Check Point, which followed these attempts, attributes the exploitation activity to APT35 because the threat actor attacks were hastily implemented using previously exposed infrastructure known to be used by the group.

However, as part of their research, analysts also spotted something new in the form of a modular PowerShell backdoor named “CharmPower.”

A modular backdoor for multiple tasks

Exploitation of CVE-2021-44228 results in the execution of a PowerShell command with a base64 encoded payload, optionally retrieving the “CharmPower” module from an Amazon S3 bucket controlled by an actor.

This basic module can perform the following main functions:

• Validate the network connection – When running, the script waits for an active Internet connection by making HTTP POST requests to google.com with the parameter hi = hi.
• Basic system enumeration – The script collects the version of the Windows operating system, the computer name and the contents of a Ni.txt file in the path $ APPDATA; the file is probably created and populated by different modules which will be downloaded by the main module.
• Recover the C&C domain – The malware decodes the C&C domain recovered from a hard-coded url hxxps: // s3[.]amazonaws[.]com / doclibrarysales / 3 located in the same S3 bucket the backdoor was downloaded from.
• Receive, decrypt and execute tracking modules.

The main module continues to send HTTP POST requests to C2 that go unanswered or receive a Base64 string that initiates the download of an additional PowerShell or C # module.

‘CharmPower’ is responsible for decrypting and loading these modules, and these then establish an independent communication channel with the C2.

The list of modules to send to the infected endpoint is automatically generated based on the basic system data collected by CharmPower during the discovery phase.

The additional modules sent by the C2 are as follows:

• Applications – Lists the uninstallation registry values ​​and uses the “wmic” command to determine which applications are installed on the infected system.
• Screenshot – Captures screenshots at a specified frequency and uploads them to an FTP server using hard-coded credentials.
• To treat – Enter current processes using the tasklist command.
• System information – Execute the “systeminfo” command to collect system information.
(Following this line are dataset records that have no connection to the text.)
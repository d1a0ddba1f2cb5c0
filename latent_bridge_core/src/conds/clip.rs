//! CLIP text encoder used to produce prompt conditionings.
//!
//! The transformer mirrors the Hugging Face `CLIPTextModel` layout so that
//! `text_encoder/` weights from a diffusers checkpoint load directly. The
//! config is deserialized from the checkpoint's `config.json`.

use std::path::Path;

use candle_core::{DType, Device, IndexOp, Module, Result, Tensor, D};
use candle_nn::VarBuilder;
use serde::Deserialize;
use tokenizers::Tokenizer;
use tracing::info;

use super::EmbeddingAndMask;

#[derive(Debug, Clone, Copy, PartialEq, Eq, Deserialize)]
#[serde(rename_all = "snake_case")]
pub enum ClipActivation {
    QuickGelu,
    Gelu,
    GeluErf,
}

impl Module for ClipActivation {
    fn forward(&self, xs: &Tensor) -> Result<Tensor> {
        match self {
            Self::QuickGelu => xs * candle_nn::ops::sigmoid(&(xs * 1.702f64)?)?,
            Self::Gelu => xs.gelu(),
            Self::GeluErf => xs.gelu_erf(),
        }
    }
}

fn default_act() -> ClipActivation {
    ClipActivation::QuickGelu
}

#[derive(Debug, Clone, Deserialize)]
pub struct ClipConfig {
    pub vocab_size: usize,
    pub hidden_size: usize,
    pub intermediate_size: usize,
    pub max_position_embeddings: usize,
    pub num_hidden_layers: usize,
    pub num_attention_heads: usize,
    #[serde(default = "default_act")]
    pub hidden_act: ClipActivation,
}

#[derive(Debug)]
struct TextEmbeddings {
    token_embedding: candle_nn::Embedding,
    position_embedding: candle_nn::Embedding,
    position_ids: Tensor,
}

impl TextEmbeddings {
    fn new(cfg: &ClipConfig, vb: VarBuilder) -> Result<Self> {
        let token_embedding =
            candle_nn::embedding(cfg.vocab_size, cfg.hidden_size, vb.pp("token_embedding"))?;
        let position_embedding = candle_nn::embedding(
            cfg.max_position_embeddings,
            cfg.hidden_size,
            vb.pp("position_embedding"),
        )?;
        let position_ids =
            Tensor::arange(0u32, cfg.max_position_embeddings as u32, vb.device())?.unsqueeze(0)?;
        Ok(Self {
            token_embedding,
            position_embedding,
            position_ids,
        })
    }
}

impl Module for TextEmbeddings {
    fn forward(&self, input_ids: &Tensor) -> Result<Tensor> {
        let seq_len = input_ids.dim(D::Minus1)?;
        let positions = self.position_ids.i((.., ..seq_len))?;
        self.token_embedding
            .forward(input_ids)?
            .broadcast_add(&self.position_embedding.forward(&positions)?)
    }
}

#[derive(Debug)]
struct Attention {
    q_proj: candle_nn::Linear,
    k_proj: candle_nn::Linear,
    v_proj: candle_nn::Linear,
    out_proj: candle_nn::Linear,
    num_heads: usize,
    head_dim: usize,
    scale: f64,
}

impl Attention {
    fn new(cfg: &ClipConfig, vb: VarBuilder) -> Result<Self> {
        let dim = cfg.hidden_size;
        let q_proj = candle_nn::linear(dim, dim, vb.pp("q_proj"))?;
        let k_proj = candle_nn::linear(dim, dim, vb.pp("k_proj"))?;
        let v_proj = candle_nn::linear(dim, dim, vb.pp("v_proj"))?;
        let out_proj = candle_nn::linear(dim, dim, vb.pp("out_proj"))?;
        let num_heads = cfg.num_attention_heads;
        let head_dim = dim / num_heads;
        Ok(Self {
            q_proj,
            k_proj,
            v_proj,
            out_proj,
            num_heads,
            head_dim,
            scale: (head_dim as f64).powf(-0.5),
        })
    }

    fn split_heads(&self, xs: &Tensor, bsz: usize, seq_len: usize) -> Result<Tensor> {
        xs.reshape((bsz, seq_len, self.num_heads, self.head_dim))?
            .transpose(1, 2)?
            .contiguous()
    }

    fn forward(&self, xs: &Tensor, causal_mask: &Tensor) -> Result<Tensor> {
        let in_dtype = xs.dtype();
        let (bsz, seq_len, dim) = xs.dims3()?;
        let q = (self.q_proj.forward(xs)? * self.scale)?;
        let q = self
            .split_heads(&q, bsz, seq_len)?
            .to_dtype(DType::F32)?;
        let k = self
            .split_heads(&self.k_proj.forward(xs)?, bsz, seq_len)?
            .to_dtype(DType::F32)?;
        let v = self
            .split_heads(&self.v_proj.forward(xs)?, bsz, seq_len)?
            .to_dtype(DType::F32)?;

        let attn = q.matmul(&k.transpose(D::Minus2, D::Minus1)?)?;
        let attn = attn.broadcast_add(causal_mask)?;
        let attn = candle_nn::ops::softmax_last_dim(&attn)?;

        let out = attn
            .matmul(&v)?
            .to_dtype(in_dtype)?
            .transpose(1, 2)?
            .reshape((bsz, seq_len, dim))?;
        self.out_proj.forward(&out)
    }
}

#[derive(Debug)]
struct Mlp {
    fc1: candle_nn::Linear,
    fc2: candle_nn::Linear,
    act: ClipActivation,
}

impl Mlp {
    fn new(cfg: &ClipConfig, vb: VarBuilder) -> Result<Self> {
        let fc1 = candle_nn::linear(cfg.hidden_size, cfg.intermediate_size, vb.pp("fc1"))?;
        let fc2 = candle_nn::linear(cfg.intermediate_size, cfg.hidden_size, vb.pp("fc2"))?;
        Ok(Self {
            fc1,
            fc2,
            act: cfg.hidden_act,
        })
    }
}

impl Module for Mlp {
    fn forward(&self, xs: &Tensor) -> Result<Tensor> {
        xs.apply(&self.fc1)?.apply(&self.act)?.apply(&self.fc2)
    }
}

#[derive(Debug)]
struct EncoderLayer {
    self_attn: Attention,
    layer_norm1: candle_nn::LayerNorm,
    mlp: Mlp,
    layer_norm2: candle_nn::LayerNorm,
}

impl EncoderLayer {
    fn new(cfg: &ClipConfig, vb: VarBuilder) -> Result<Self> {
        Ok(Self {
            self_attn: Attention::new(cfg, vb.pp("self_attn"))?,
            layer_norm1: candle_nn::layer_norm(cfg.hidden_size, 1e-5, vb.pp("layer_norm1"))?,
            mlp: Mlp::new(cfg, vb.pp("mlp"))?,
            layer_norm2: candle_nn::layer_norm(cfg.hidden_size, 1e-5, vb.pp("layer_norm2"))?,
        })
    }

    fn forward(&self, xs: &Tensor, causal_mask: &Tensor) -> Result<Tensor> {
        let residual = xs;
        let xs = self.layer_norm1.forward(xs)?;
        let xs = (self.self_attn.forward(&xs, causal_mask)? + residual)?;
        let residual = &xs;
        let out = xs.apply(&self.layer_norm2)?.apply(&self.mlp)?;
        out + residual
    }
}

/// The text half of a CLIP model, producing per-token hidden states.
#[derive(Debug)]
pub struct ClipTextTransformer {
    embeddings: TextEmbeddings,
    layers: Vec<EncoderLayer>,
    final_layer_norm: candle_nn::LayerNorm,
    device: Device,
}

impl ClipTextTransformer {
    pub fn new(cfg: &ClipConfig, vb: VarBuilder) -> Result<Self> {
        let device = vb.device().clone();
        let embeddings = TextEmbeddings::new(cfg, vb.pp("embeddings"))?;
        let vb_l = vb.pp("encoder.layers");
        let mut layers = Vec::with_capacity(cfg.num_hidden_layers);
        for index in 0..cfg.num_hidden_layers {
            layers.push(EncoderLayer::new(cfg, vb_l.pp(index))?);
        }
        let final_layer_norm =
            candle_nn::layer_norm(cfg.hidden_size, 1e-5, vb.pp("final_layer_norm"))?;
        Ok(Self {
            embeddings,
            layers,
            final_layer_norm,
            device,
        })
    }

    pub fn device(&self) -> &Device {
        &self.device
    }

    fn causal_mask(seq_len: usize, device: &Device) -> Result<Tensor> {
        let mask: Vec<f32> = (0..seq_len)
            .flat_map(|i| (0..seq_len).map(move |j| if j > i { f32::MIN } else { 0. }))
            .collect();
        // (1, 1, s, s), broadcast over batch and heads.
        Tensor::from_vec(mask, (1, 1, seq_len, seq_len), device)
    }
}

impl Module for ClipTextTransformer {
    fn forward(&self, input_ids: &Tensor) -> Result<Tensor> {
        let (_bsz, seq_len) = input_ids.dims2()?;
        let causal_mask = Self::causal_mask(seq_len, input_ids.device())?;
        let mut xs = self.embeddings.forward(input_ids)?;
        for layer in self.layers.iter() {
            xs = layer.forward(&xs, &causal_mask)?;
        }
        xs.apply(&self.final_layer_norm)
    }
}

/// Pad each tokenization to the longest one in the batch.
///
/// Returns the padded ids together with a 0/1 mask marking real tokens.
pub(crate) fn pad_and_mask(token_ids: Vec<Vec<u32>>, pad_id: u32) -> (Vec<Vec<u32>>, Vec<Vec<u32>>) {
    let max_len = token_ids.iter().map(|t| t.len()).max().unwrap_or(0);
    let mut padded = Vec::with_capacity(token_ids.len());
    let mut masks = Vec::with_capacity(token_ids.len());
    for mut ids in token_ids {
        let mut mask = vec![1u32; ids.len()];
        mask.resize(max_len, 0);
        ids.resize(max_len, pad_id);
        padded.push(ids);
        masks.push(mask);
    }
    (padded, masks)
}

/// Tokenizer + text model pair implementing the embedding contract used by
/// [`CondBatcher`](super::CondBatcher).
pub struct ClipEmbedder {
    tokenizer: Tokenizer,
    model: ClipTextTransformer,
    pad_id: u32,
}

impl ClipEmbedder {
    pub fn new(tokenizer: Tokenizer, model: ClipTextTransformer, pad_id: u32) -> Self {
        Self {
            tokenizer,
            model,
            pad_id,
        }
    }

    /// Load the text encoder from a diffusers-style checkpoint directory pair:
    /// `tokenizer.json` plus the text encoder's `config.json` and safetensors.
    pub fn load<P: AsRef<Path>>(
        tokenizer_file: P,
        config_file: P,
        weight_files: &[std::path::PathBuf],
        dtype: DType,
        device: &Device,
    ) -> anyhow::Result<Self> {
        let tokenizer = Tokenizer::from_file(tokenizer_file.as_ref()).map_err(anyhow::Error::msg)?;
        let cfg: ClipConfig = serde_json::from_str(&std::fs::read_to_string(config_file)?)?;
        info!("loading CLIP text model ({} layers)", cfg.num_hidden_layers);
        let vb = unsafe { VarBuilder::from_mmaped_safetensors(weight_files, dtype, device)? };
        let model = ClipTextTransformer::new(&cfg, vb.pp("text_model"))?;
        Ok(Self::new(tokenizer, model, 0))
    }

    /// Embed one chunk of prompts, returning the hidden states and the
    /// attention mask derived from tokenization.
    pub fn embed(&self, prompts: &[String]) -> Result<EmbeddingAndMask> {
        let encodings = self
            .tokenizer
            .encode_batch(prompts.to_vec(), true)
            .map_err(|e| candle_core::Error::Msg(e.to_string()))?;
        let token_ids = encodings
            .into_iter()
            .map(|e| e.get_ids().to_vec())
            .collect::<Vec<_>>();
        let (padded, masks) = pad_and_mask(token_ids, self.pad_id);

        let device = self.model.device();
        let input_ids = Tensor::new(padded, device)?;
        let embedding = self.model.forward(&input_ids)?;
        let mask = Tensor::new(masks, device)?;
        Ok(EmbeddingAndMask { embedding, mask })
    }
}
Has many more commands but are commented out.
• Order execution – Remote command execution module including Invoke-Expression, cmd and PowerShell options.
• To clean – Module to remove all traces left in compromised system like entries, files and processes from registry and startup folder. It was abandoned at the very end of the APT35 attacks.

Similarities to the old backdoors

Checkpoint noticed similarities between “CharmPower” and Android spyware used by APT35 in the past, including the implementation of the same logging functions and the use of the same format and syntax.

In addition, the “Stack = Overflow” parameter in C2 communications is visible on both samples, which is a unique element only visible in APT35 tools.

These code similarities and infrastructure overlaps allowed Check Point to assign the campaign to APT35.

“CharmPower” is an example of how quickly sophisticated actors can respond to emerging vulnerabilities such as CVE-2021-44228 and assemble code from previously exposed tools to create something powerful and efficient that can go beyond the layers of security and detection.